[Opening Data shown section]
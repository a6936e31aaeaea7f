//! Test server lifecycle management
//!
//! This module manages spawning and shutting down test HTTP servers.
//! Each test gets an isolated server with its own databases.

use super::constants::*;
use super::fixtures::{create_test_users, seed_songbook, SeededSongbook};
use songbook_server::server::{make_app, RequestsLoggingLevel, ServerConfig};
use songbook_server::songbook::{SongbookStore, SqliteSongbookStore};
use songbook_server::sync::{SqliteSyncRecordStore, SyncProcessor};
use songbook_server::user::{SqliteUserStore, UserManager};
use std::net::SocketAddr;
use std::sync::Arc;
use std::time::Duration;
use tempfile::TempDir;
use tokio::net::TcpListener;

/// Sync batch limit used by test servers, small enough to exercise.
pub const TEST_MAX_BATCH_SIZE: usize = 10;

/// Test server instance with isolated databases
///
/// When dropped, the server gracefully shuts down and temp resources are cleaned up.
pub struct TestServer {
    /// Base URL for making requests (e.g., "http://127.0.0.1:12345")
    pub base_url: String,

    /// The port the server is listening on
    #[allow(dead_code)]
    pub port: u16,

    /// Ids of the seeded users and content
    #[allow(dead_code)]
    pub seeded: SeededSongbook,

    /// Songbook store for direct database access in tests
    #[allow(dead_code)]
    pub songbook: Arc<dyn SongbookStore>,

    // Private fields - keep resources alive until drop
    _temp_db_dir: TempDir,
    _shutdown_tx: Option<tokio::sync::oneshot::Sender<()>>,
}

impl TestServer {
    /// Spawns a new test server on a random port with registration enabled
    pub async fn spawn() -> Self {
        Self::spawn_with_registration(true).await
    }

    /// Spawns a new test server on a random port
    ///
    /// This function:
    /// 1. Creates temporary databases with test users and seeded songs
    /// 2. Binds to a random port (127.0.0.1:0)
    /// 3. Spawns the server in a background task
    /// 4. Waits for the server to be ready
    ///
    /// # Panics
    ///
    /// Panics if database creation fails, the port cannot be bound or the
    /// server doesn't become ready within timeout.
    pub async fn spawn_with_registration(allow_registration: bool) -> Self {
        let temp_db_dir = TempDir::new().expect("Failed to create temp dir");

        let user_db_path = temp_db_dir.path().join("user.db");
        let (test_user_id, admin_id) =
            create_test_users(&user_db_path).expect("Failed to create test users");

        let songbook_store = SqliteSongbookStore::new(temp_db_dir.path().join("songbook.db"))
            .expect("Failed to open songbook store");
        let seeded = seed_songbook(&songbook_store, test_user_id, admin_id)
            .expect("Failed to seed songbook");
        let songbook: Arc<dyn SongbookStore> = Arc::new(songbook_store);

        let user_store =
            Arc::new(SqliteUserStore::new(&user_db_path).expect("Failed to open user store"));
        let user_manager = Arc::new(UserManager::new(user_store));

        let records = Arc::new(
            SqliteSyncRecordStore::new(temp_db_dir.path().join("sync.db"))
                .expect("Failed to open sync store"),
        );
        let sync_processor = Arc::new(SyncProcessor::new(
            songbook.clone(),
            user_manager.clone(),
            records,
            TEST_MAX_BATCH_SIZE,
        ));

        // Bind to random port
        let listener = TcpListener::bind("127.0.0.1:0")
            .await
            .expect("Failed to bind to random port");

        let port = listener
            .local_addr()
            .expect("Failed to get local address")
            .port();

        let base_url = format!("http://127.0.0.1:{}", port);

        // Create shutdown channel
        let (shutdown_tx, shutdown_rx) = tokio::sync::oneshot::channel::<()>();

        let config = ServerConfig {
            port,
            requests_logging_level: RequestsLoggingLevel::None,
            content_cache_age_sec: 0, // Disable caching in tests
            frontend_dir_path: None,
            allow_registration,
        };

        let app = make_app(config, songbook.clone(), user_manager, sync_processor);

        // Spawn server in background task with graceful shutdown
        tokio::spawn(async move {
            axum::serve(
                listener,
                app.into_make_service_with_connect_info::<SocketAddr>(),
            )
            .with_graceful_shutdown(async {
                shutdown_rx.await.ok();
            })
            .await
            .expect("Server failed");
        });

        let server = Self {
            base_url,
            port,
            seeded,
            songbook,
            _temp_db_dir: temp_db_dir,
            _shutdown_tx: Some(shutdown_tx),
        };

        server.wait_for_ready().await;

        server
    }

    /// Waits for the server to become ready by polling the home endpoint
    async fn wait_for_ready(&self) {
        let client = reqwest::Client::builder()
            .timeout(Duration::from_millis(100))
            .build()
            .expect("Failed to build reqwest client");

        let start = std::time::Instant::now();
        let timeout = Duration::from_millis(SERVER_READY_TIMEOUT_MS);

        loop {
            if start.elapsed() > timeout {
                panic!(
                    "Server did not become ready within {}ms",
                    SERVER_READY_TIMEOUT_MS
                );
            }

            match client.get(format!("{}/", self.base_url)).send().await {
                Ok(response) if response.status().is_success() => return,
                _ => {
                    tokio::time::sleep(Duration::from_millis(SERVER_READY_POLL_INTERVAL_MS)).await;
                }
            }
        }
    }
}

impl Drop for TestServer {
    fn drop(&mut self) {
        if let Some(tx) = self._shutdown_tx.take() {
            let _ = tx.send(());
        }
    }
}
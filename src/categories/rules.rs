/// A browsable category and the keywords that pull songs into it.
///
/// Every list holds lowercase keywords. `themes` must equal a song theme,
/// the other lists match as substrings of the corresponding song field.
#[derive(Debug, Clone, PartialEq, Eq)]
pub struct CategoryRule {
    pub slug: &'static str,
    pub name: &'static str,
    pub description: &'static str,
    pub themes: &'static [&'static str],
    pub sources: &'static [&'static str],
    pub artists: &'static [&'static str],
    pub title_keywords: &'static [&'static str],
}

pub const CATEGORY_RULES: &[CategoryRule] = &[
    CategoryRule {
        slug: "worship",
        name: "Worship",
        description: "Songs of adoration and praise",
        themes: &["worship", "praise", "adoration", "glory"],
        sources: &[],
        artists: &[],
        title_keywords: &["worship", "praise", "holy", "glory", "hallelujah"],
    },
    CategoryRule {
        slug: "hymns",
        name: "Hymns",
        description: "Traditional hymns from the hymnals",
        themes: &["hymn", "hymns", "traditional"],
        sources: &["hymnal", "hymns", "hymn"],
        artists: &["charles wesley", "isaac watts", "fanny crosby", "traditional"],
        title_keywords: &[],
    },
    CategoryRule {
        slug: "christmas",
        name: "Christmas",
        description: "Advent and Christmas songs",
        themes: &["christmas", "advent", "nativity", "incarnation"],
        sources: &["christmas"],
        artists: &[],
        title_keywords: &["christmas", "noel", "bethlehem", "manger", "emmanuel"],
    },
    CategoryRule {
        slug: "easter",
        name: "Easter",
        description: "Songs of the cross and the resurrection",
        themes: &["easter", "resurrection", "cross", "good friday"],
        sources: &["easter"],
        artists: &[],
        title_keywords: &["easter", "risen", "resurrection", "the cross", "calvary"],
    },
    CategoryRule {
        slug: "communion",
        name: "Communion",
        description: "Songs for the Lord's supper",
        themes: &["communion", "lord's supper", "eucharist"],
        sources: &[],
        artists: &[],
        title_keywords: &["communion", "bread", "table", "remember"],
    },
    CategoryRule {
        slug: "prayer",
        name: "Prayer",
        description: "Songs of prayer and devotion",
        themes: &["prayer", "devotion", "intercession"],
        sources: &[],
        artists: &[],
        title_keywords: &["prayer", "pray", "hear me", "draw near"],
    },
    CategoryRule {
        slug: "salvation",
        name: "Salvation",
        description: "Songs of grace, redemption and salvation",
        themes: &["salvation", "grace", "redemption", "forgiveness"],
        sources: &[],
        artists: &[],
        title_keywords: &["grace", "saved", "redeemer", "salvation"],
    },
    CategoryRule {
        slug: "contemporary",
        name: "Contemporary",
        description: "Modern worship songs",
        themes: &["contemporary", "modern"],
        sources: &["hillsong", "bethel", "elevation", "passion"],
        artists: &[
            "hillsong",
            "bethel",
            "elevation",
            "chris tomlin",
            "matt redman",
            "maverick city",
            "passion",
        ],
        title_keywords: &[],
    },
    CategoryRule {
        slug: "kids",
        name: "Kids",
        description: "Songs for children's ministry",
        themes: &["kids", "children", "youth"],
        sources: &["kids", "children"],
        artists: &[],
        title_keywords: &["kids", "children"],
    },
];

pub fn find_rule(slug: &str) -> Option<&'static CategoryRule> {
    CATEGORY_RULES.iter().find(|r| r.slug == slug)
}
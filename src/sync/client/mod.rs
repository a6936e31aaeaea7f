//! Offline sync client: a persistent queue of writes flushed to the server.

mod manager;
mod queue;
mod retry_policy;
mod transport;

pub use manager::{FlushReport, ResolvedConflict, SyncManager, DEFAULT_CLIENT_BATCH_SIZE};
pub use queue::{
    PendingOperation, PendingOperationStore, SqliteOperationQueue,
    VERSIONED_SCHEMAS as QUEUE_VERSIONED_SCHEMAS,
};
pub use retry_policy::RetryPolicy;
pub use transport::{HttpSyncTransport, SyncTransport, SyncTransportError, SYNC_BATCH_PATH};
[Closing Data shown section]
**Task**. In the entries above, please find the line with "pub struct TestServer" and the line with "alive until drop", then write out exactly those two lines and every line between them, and nothing more.

**Task solution**.
pub struct TestServer {
    /// Base URL for making requests (e.g., "http://127.0.0.1:12345")
    pub base_url: String,

    /// The port the server is listening on
    #[allow(dead_code)]
    pub port: u16,

    /// Ids of the seeded users and content
    #[allow(dead_code)]
    pub seeded: SeededSongbook,

    /// Songbook store for direct database access in tests
    #[allow(dead_code)]
    pub songbook: Arc<dyn SongbookStore>,

    // Private fields - keep resources alive until drop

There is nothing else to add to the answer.